Endometriosis cannot currently be cured, however there are treatments available for the discomfort and infertility it causes. In a situation while selecting the appropriate course of action for endometriosis symptoms, medical professionals take into account a number of criteria.

Can endometriosis be removed naturally?

There is presently no treatment for the painful condition of endometriosis. However, some natural therapies, including heat and specific nutrients, may help you feel better.
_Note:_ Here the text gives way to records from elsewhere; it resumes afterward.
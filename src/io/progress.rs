//! Progress display for a running generation

use crate::algorithm::executor::{RunStatus, WaveRun};
use crate::io::configuration::{PROGRESS_BAR_WIDTH, PROGRESS_REFRESH_STEPS};
use indicatif::{ProgressBar, ProgressStyle};
use std::sync::LazyLock;

static PROGRESS_STYLE: LazyLock<ProgressStyle> = LazyLock::new(|| {
    ProgressStyle::default_bar()
        .template(&format!(
            "[{{elapsed_precise}}] [{{bar:{PROGRESS_BAR_WIDTH}.cyan/blue}}] {{pos}}/{{len}} cells {{msg}}"
        ))
        .unwrap_or_else(|_| ProgressStyle::default_bar())
        .progress_chars("█▉▊▋▌▍▎▏ ")
});

/// Shows collapsed cells out of the grid total, plus contradiction restarts
///
/// The bar drops back whenever a contradiction resets the grid.
pub struct ProgressReporter {
    bar: ProgressBar,
}

impl ProgressReporter {
    /// Create a visible progress bar for a grid of `total_cells`
    pub fn new(total_cells: usize) -> Self {
        let bar = ProgressBar::new(total_cells as u64);
        bar.set_style(PROGRESS_STYLE.clone());
        Self { bar }
    }

    /// Create a reporter that tracks progress without drawing anything
    pub fn hidden(total_cells: usize) -> Self {
        let bar = ProgressBar::hidden();
        bar.set_length(total_cells as u64);
        Self { bar }
    }

    /// Refresh from the run's current state
    ///
    /// Redraws every few steps and whenever the run is done, since counting
    /// collapsed cells walks the whole grid.
    pub fn update(&self, run: &WaveRun<'_>) {
        let stats = run.stats();
        if run.status() != RunStatus::Done && stats.steps % PROGRESS_REFRESH_STEPS != 0 {
            return;
        }
        self.bar
            .set_position(run.grid().collapsed_count() as u64);
        self.bar.set_message(format!("({} restarts)", stats.restarts));
    }

    /// Cells shown as collapsed at the last redraw
    pub fn position(&self) -> u64 {
        self.bar.position()
    }

    /// Clear the bar from the terminal
    pub fn finish(&self) {
        self.bar.finish_and_clear();
    }
}
use bitvec::prelude::*;
use std::fmt;

/// Fixed-size bitset holding the tile indices still possible for a cell
///
/// Uses 0-based indexing matching catalog positions.
/// Provides O(1) membership testing and in-place intersection for propagation.
#[derive(Clone, Debug, PartialEq, Eq)]
pub struct TileBitset {
    bits: BitVec,
    max_tiles: usize,
}

impl TileBitset {
    /// Create a bitset with no tiles present
    pub fn new(max_tiles: usize) -> Self {
        Self {
            bits: bitvec![0; max_tiles],
            max_tiles,
        }
    }

    /// Create a bitset containing all possible tiles
    pub fn all(max_tiles: usize) -> Self {
        Self {
            bits: bitvec![1; max_tiles],
            max_tiles,
        }
    }

    /// Create a bitset containing exactly one tile
    pub fn only(max_tiles: usize, tile: usize) -> Self {
        let mut bitset = Self::new(max_tiles);
        bitset.insert(tile);
        bitset
    }

    /// Capacity the set was created with
    pub const fn capacity(&self) -> usize {
        self.max_tiles
    }

    /// Insert a tile index
    ///
    /// Indices at or beyond the capacity are ignored
    pub fn insert(&mut self, tile: usize) {
        if tile < self.max_tiles {
            self.bits.set(tile, true);
        }
    }

    /// Test tile membership
    pub fn contains(&self, tile: usize) -> bool {
        self.bits.get(tile).as_deref() == Some(&true)
    }

    /// Intersect this bitset with another in-place
    pub fn intersect_with(&mut self, other: &Self) {
        self.bits &= &other.bits;
    }

    /// Test if no tiles are present
    pub fn is_empty(&self) -> bool {
        self.bits.not_any()
    }

    /// Count tiles in the set
    pub fn count(&self) -> usize {
        self.bits.count_ones()
    }

    /// The `n`th present tile in ascending order
    pub fn nth(&self, n: usize) -> Option<usize> {
        self.iter().nth(n)
    }

    /// Iterate present tiles in ascending order
    pub fn iter(&self) -> impl Iterator<Item = usize> + '_ {
        self.bits.iter_ones()
    }

    /// Extract all tile indices as a vector
    pub fn to_vec(&self) -> Vec<usize> {
        self.iter().collect()
    }

    /// Build a bitset from tile indices
    pub fn from_indices(indices: impl IntoIterator<Item = usize>, max_tiles: usize) -> Self {
        let mut bitset = Self::new(max_tiles);
        for tile in indices {
            bitset.insert(tile);
        }
        bitset
    }
}

impl fmt::Display for TileBitset {
    fn fmt(&self, f: &mut fmt::Formatter<'_>) -> fmt::Result {
        write!(f, "TileBitset({} tiles: {:?})", self.count(), self.to_vec())
    }
}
Can I get pregnant with endometriosis?

Most women with endometriosis are capable of becoming pregnant. Your odds of becoming pregnant with endometriosis can be high, depending on the severity of your problem, age, general health, and treatment options, even while it may make it more difficult to conceive on your own.

At what age does endometriosis stop?

A prevalent health issue affecting 11% of girls between the ages of 15 and 44 is endometriosis. Period pain and chronic pelvic pain are the most typical symptoms.

Both endometriosis and PCOS are concomitant conditions. In fact, a 2015 study found that women with PCOS have a higher prevalence of endometriosis diagnosis. An endometriosis and PCOS-related pelvic pain and/or problems getting pregnant were significantly correlated, according to a 2014 study.